Before L. HAND, AUGUSTUS N. HAND, and CHASE, Circuit Judges.

AUGUSTUS N. HAND, Circuit Judge.

The order appealed from directs the appellant Herman Pinsky, the secretary and treasurer of Pinsky-Lapin & Co., which was adjudicated a bankrupt on February 27, 1937, on an involuntary petition filed on February 11, 1937, to turn over to its trustee in bankruptcy moneys and merchandise or the proceeds thereof, amounting in the aggregate to $6,648.05. It also directs the appellant Vineland Farmers Corporation to turn over $321.30 in cash. The trustee instituted this proceeding on September 28, 1937, and obtained the "turnover" order on November 30, 1937. That order may be summarized as follows:

So far as it relates to Pinsky it embraced: (a) $1,269 representing two items derived from the bankrupt, one of $720 on January 25, 1937, and the other of $549 on January 28 in the same year. It was claimed by Pinsky that they were paid to one William B. Stone for alleged purchases from him by the bankrupt. The referee found that in fact neither the purchases nor the payments were made but that Pinsky withdrew this money himself in fraud of the creditors of the bankrupt. (b) $1,258.30 representing cheese, or the proceeds thereof, obtained from the bankrupt under the guise of a sale of merchandise to Joseph Golembe, Pinsky's brother-in-law. The referee found the alleged transactions fictitious and only a means of diverting assets to Pinsky. (c) $3,346.27 representing merchandise derived from the bankrupt, or the proceeds thereof, found by the referee to have been similarly diverted by Pinsky under the guise of sales to himself for the ostensible purpose of conducting an egg, butter and cheese business in Harlem taken over from one Werba. He paid nothing for this merchandise. (d) $591.14 representing moneys withdrawn by Pinsky from the bankrupt. This amount consisted of three items, namely, $251.77 which he said he received in cash and turned over to his wife Mollie Pinsky in payment of loans by her to the bankrupt, $227 and $112.37 which he could not explain. (Minutes 238, 551-53). The referee found each item represented a fraudulent concealment and was not accounted for in any credible way.

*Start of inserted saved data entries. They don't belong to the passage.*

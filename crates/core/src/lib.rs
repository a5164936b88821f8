//! Dependency injection registry and resolver.
//!
//! Bindings are declared on a [`DependenciesConfiguration`], frozen into a
//! [`Registry`] and handed to a [`Resolver`], which builds object graphs on
//! demand:
//!
//! ```rust
//! use std::sync::Arc;
//! use injector::implements;
//! use injector::{ConstructorSpec, DependenciesConfiguration, Injectable, Parameter, Resolver};
//!
//! trait Repository: Send + Sync {
//!     fn name(&self) -> &'static str;
//! }
//!
//! struct MemoryRepository;
//! impl Repository for MemoryRepository {
//!     fn name(&self) -> &'static str {
//!         "memory"
//!     }
//! }
//! impl Injectable for MemoryRepository {
//!     fn constructors() -> Vec<ConstructorSpec<Self>> {
//!         vec![ConstructorSpec::nullary(|| MemoryRepository)]
//!     }
//! }
//! implements!(MemoryRepository => dyn Repository);
//!
//! struct Service {
//!     repository: Arc<dyn Repository>,
//! }
//! impl Injectable for Service {
//!     fn constructors() -> Vec<ConstructorSpec<Self>> {
//!         vec![ConstructorSpec::new(
//!             vec![Parameter::of::<dyn Repository>()],
//!             |arguments| Ok(Service { repository: arguments.next()? }),
//!         )]
//!     }
//! }
//!
//! let mut configuration = DependenciesConfiguration::new();
//! configuration
//!     .register::<dyn Repository, MemoryRepository>()?
//!     .register::<Service, Service>()?;
//!
//! let resolver = Resolver::new(configuration.into_registry());
//! let service = resolver.get::<Service>()?;
//! assert_eq!(service.repository.name(), "memory");
//! # Ok::<(), injector::ContainerError>(())
//! ```

pub mod config;
pub mod container;
pub mod errors;

pub use config::{ConfigError, ConfigLoader, ConfigSource, ResolverConfig};
pub use container::{
    into_handle, Arguments, Binding, BindingBuilder, Constructor, ConstructorSpec,
    DependenciesConfiguration, GenericDefinition, GenericFamily, Implements, Injectable, Instance,
    Lifetime, Parameter, Registry, ResolutionPath, Resolver, ResolverStatistics, ServiceHandle,
    Token, TypeDescriptor,
};
pub use errors::{ContainerError, Result};

/// Version information
pub const VERSION: &str = env!("CARGO_PKG_VERSION");

/// Get crate version
pub fn version() -> &'static str {
    VERSION
}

In spite of the wholly inconclusive testimony as to the $227 and $112.37 items we shall treat all three as representing sums received by Pinsky and claimed to have been held adversely as agent for his wife, because all parties seem to have argued the appeal on that assumption. (e) $183.34 representing six checks of the bankrupt signed by Pinsky as managing agent. The moneys were admittedly received by him and never repaid. The referee found that each of the items represented a fraudulent concealment.

Vineland Farmers Corporation was directed to turn over $321.30 which it received through a check of the bankrupt dated December 2, 1936. The referee found that it was transferred by the bankrupt without any consideration and with intent to defraud creditors.

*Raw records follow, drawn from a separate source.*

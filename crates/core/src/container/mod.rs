pub mod autowiring;
pub mod binding;
pub mod descriptor;
pub mod instance;
mod provider;
pub mod registry;
pub mod resolver;
pub mod scope;
pub mod tokens;

pub use autowiring::{
    Arguments, Constructor, ConstructorSpec, Factory, Implements, Injectable, Parameter,
};
pub use binding::{Binding, BindingBuilder, DependenciesConfiguration};
pub use descriptor::{GenericDefinition, GenericFamily, TypeDescriptor};
pub use instance::{into_handle, Instance, ServiceHandle};
pub use registry::Registry;
pub use resolver::{ResolutionPath, Resolver, ResolverStatistics};
pub use scope::Lifetime;
pub use tokens::{Token, TokenValue};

Two problems confront us at the outset: (1) The respondents argue that the bankruptcy court was without power to entertain a summary proceeding to compel the restitution of property alleged to belong to the estate. (2) The trustee argues that no appeal will lie from the order in the proceeding without leave of this court.

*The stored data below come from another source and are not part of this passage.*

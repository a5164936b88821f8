//! Shared fixtures for the integration tests

#![allow(dead_code)]

use std::sync::atomic::{AtomicUsize, Ordering};
use std::sync::Arc;

use injector::implements;
use injector::{
    into_handle, BindingBuilder, ConstructorSpec, GenericFamily, Injectable, Instance, Parameter,
    TypeDescriptor,
};

/// Test repository trait
pub trait Repository: Send + Sync {
    fn label(&self) -> &'static str;
}

/// Default repository implementation
pub struct Repository1 {
    pub id: usize,
}

impl Repository for Repository1 {
    fn label(&self) -> &'static str {
        "repository1"
    }
}

impl Injectable for Repository1 {
    fn constructors() -> Vec<ConstructorSpec<Self>> {
        vec![ConstructorSpec::nullary(|| Repository1 { id: next_id() })]
    }
}

implements!(Repository1 => dyn Repository);

/// Second repository implementation
pub struct Repository2 {
    pub id: usize,
}

impl Repository for Repository2 {
    fn label(&self) -> &'static str {
        "repository2"
    }
}

impl Injectable for Repository2 {
    fn constructors() -> Vec<ConstructorSpec<Self>> {
        vec![ConstructorSpec::nullary(|| Repository2 { id: next_id() })]
    }
}

implements!(Repository2 => dyn Repository);

pub trait Consumer: Send + Sync {
    fn repositories(&self) -> Vec<Arc<dyn Repository>>;
}

/// Takes the repository registered as "Second"
pub struct NamedConsumer {
    pub repository: Arc<dyn Repository>,
}

impl Consumer for NamedConsumer {
    fn repositories(&self) -> Vec<Arc<dyn Repository>> {
        vec![Arc::clone(&self.repository)]
    }
}

impl Injectable for NamedConsumer {
    fn constructors() -> Vec<ConstructorSpec<Self>> {
        vec![ConstructorSpec::new(
            vec![Parameter::of::<dyn Repository>().named("Second")],
            |arguments| {
                Ok(NamedConsumer {
                    repository: arguments.next()?,
                })
            },
        )]
    }
}

implements!(NamedConsumer => dyn Consumer);

/// Takes every repository
pub struct CollectionConsumer {
    pub repositories: Vec<Arc<dyn Repository>>,
}

impl Consumer for CollectionConsumer {
    fn repositories(&self) -> Vec<Arc<dyn Repository>> {
        self.repositories.clone()
    }
}

impl Injectable for CollectionConsumer {
    fn constructors() -> Vec<ConstructorSpec<Self>> {
        vec![ConstructorSpec::new(
            vec![Parameter::sequence::<dyn Repository>()],
            |arguments| {
                Ok(CollectionConsumer {
                    repositories: arguments.next_all()?,
                })
            },
        )]
    }
}

implements!(CollectionConsumer => dyn Consumer);

/// Generic service over a repository type
pub trait Service: Send + Sync {
    fn repository(&self) -> &Instance;
    fn type_argument(&self) -> Option<&TypeDescriptor>;
}

pub struct ServiceFamily;

impl GenericFamily for ServiceFamily {
    const NAME: &'static str = "Service";
}

pub struct ServiceImplFamily;

impl GenericFamily for ServiceImplFamily {
    const NAME: &'static str = "ServiceImpl";
}

pub struct CachedServiceImplFamily;

impl GenericFamily for CachedServiceImplFamily {
    const NAME: &'static str = "CachedServiceImpl";
}

pub struct ServiceImpl {
    pub repository: Instance,
    pub argument: Option<TypeDescriptor>,
}

impl Service for ServiceImpl {
    fn repository(&self) -> &Instance {
        &self.repository
    }

    fn type_argument(&self) -> Option<&TypeDescriptor> {
        self.argument.as_ref()
    }
}

/// `Service<T>` for a concrete argument
pub fn service_of(argument: TypeDescriptor) -> TypeDescriptor {
    TypeDescriptor::generic::<ServiceFamily>(argument)
}

/// `Service<> -> ServiceImpl<>`, constructed from a `T`
pub fn open_service_binding() -> BindingBuilder {
    open_binding_to(TypeDescriptor::definition::<ServiceImplFamily>())
}

/// `Service<>` bound to another open implementation
pub fn open_binding_to(implementation: TypeDescriptor) -> BindingBuilder {
    BindingBuilder::new(TypeDescriptor::definition::<ServiceFamily>(), implementation).with_factory(
        vec![Parameter::type_parameter()],
        |mut arguments| {
            let argument = arguments.type_argument().cloned();
            let repository = arguments.next_instance()?;
            let service: Arc<dyn Service> = Arc::new(ServiceImpl {
                repository,
                argument,
            });
            Ok(into_handle(service))
        },
    )
}

/// Untyped binding of `dyn Repository` that counts constructions
pub fn counting_repository(counter: Arc<AtomicUsize>) -> BindingBuilder {
    BindingBuilder::new(
        TypeDescriptor::of::<dyn Repository>(),
        TypeDescriptor::of::<Repository1>(),
    )
    .with_factory(Vec::new(), move |_| {
        counter.fetch_add(1, Ordering::SeqCst);
        let repository: Arc<dyn Repository> = Arc::new(Repository1 { id: next_id() });
        Ok(into_handle(repository))
    })
}

/// Install a test subscriber honouring `RUST_LOG`
pub fn init_tracing() {
    let _ = tracing_subscriber::fmt()
        .with_env_filter(tracing_subscriber::EnvFilter::from_default_env())
        .with_test_writer()
        .try_init();
}

fn next_id() -> usize {
    static NEXT: AtomicUsize = AtomicUsize::new(0);
    NEXT.fetch_add(1, Ordering::Relaxed)
}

The first point is met by the fact that the respondents raised no timely objection to the summary proceeding. They answered the trustee's petition and went to trial without contending that the referee lacked power and that only a plenary suit would lie. Such a submission to the jurisdiction was sufficient even though there was no formal consent. Page v. Arkansas Natural Gas Corp., 286 U.S. 269, 271, 52 S.Ct. 507, 508, 76 L.Ed. 1096, affirming 8 Cir., 53 F.2d 27, 35; In re Hopkins, 2 Cir., 229 F. 378, 380. Objection was first made after the referee had issued his "turnover" order and at the time when the proceeding was on review before the district judge. That was too late.

The second problem relates to the sufficiency of the appeal. It was taken only under Section 24a of the Bankruptcy Act, 11 U.S.C.A. § 47(a), by allowance of the District Court. An application to this court for leave to appeal was thereafter made by the respondents under Section 24b, 11 U.S. C.A. § 47(b), but denied. The trustee moved to dismiss the appeal taken under Section 24a as to all six amounts directed to be turned over, on the ground that only proceedings in bankruptcy were involved and leave of this court was necessary. We held in Re Byrd Coal Company, 2 Cir., 83 F.2d 190, that if an officer of a bankrupt makes no claim personally to property involved in a "turnover" proceeding but "merely asserts that he does not have it" (page 192), the matter is a proceeding in bankruptcy within Section 24b and may be heard only if an appeal has been duly allowed by the Circuit Court of Appeals. An allowance by this court was, therefore, necessary in respect to all items except (c) and (d), the $3,346.27 and $591.14 sought to be recovered from Pinsky, and $321.30 sought to be recovered from Vineland Farmers Corporation, all of which present controversies and are appealable as a matter of right under Section 24a. The motion to dismiss the appeal is granted as to (a), (b) and (e) because Pinsky makes no claim to these sums himself. It is to be noted that no matter what form of appeal were allowed the order would have to stand as concerns (a) because that item has not been attacked by any assignment of error and appellants' counsel apparently does not contend that Pinsky is not accountable for the moneys represented thereby.

There remains for our consideration the question whether the items (c) amounting to $3,346.27 and (d) amounting to $591.14 were properly held recoverable from Pinsky and the item amounting to $321.30 was properly held recoverable from Vineland Farmers Corporation.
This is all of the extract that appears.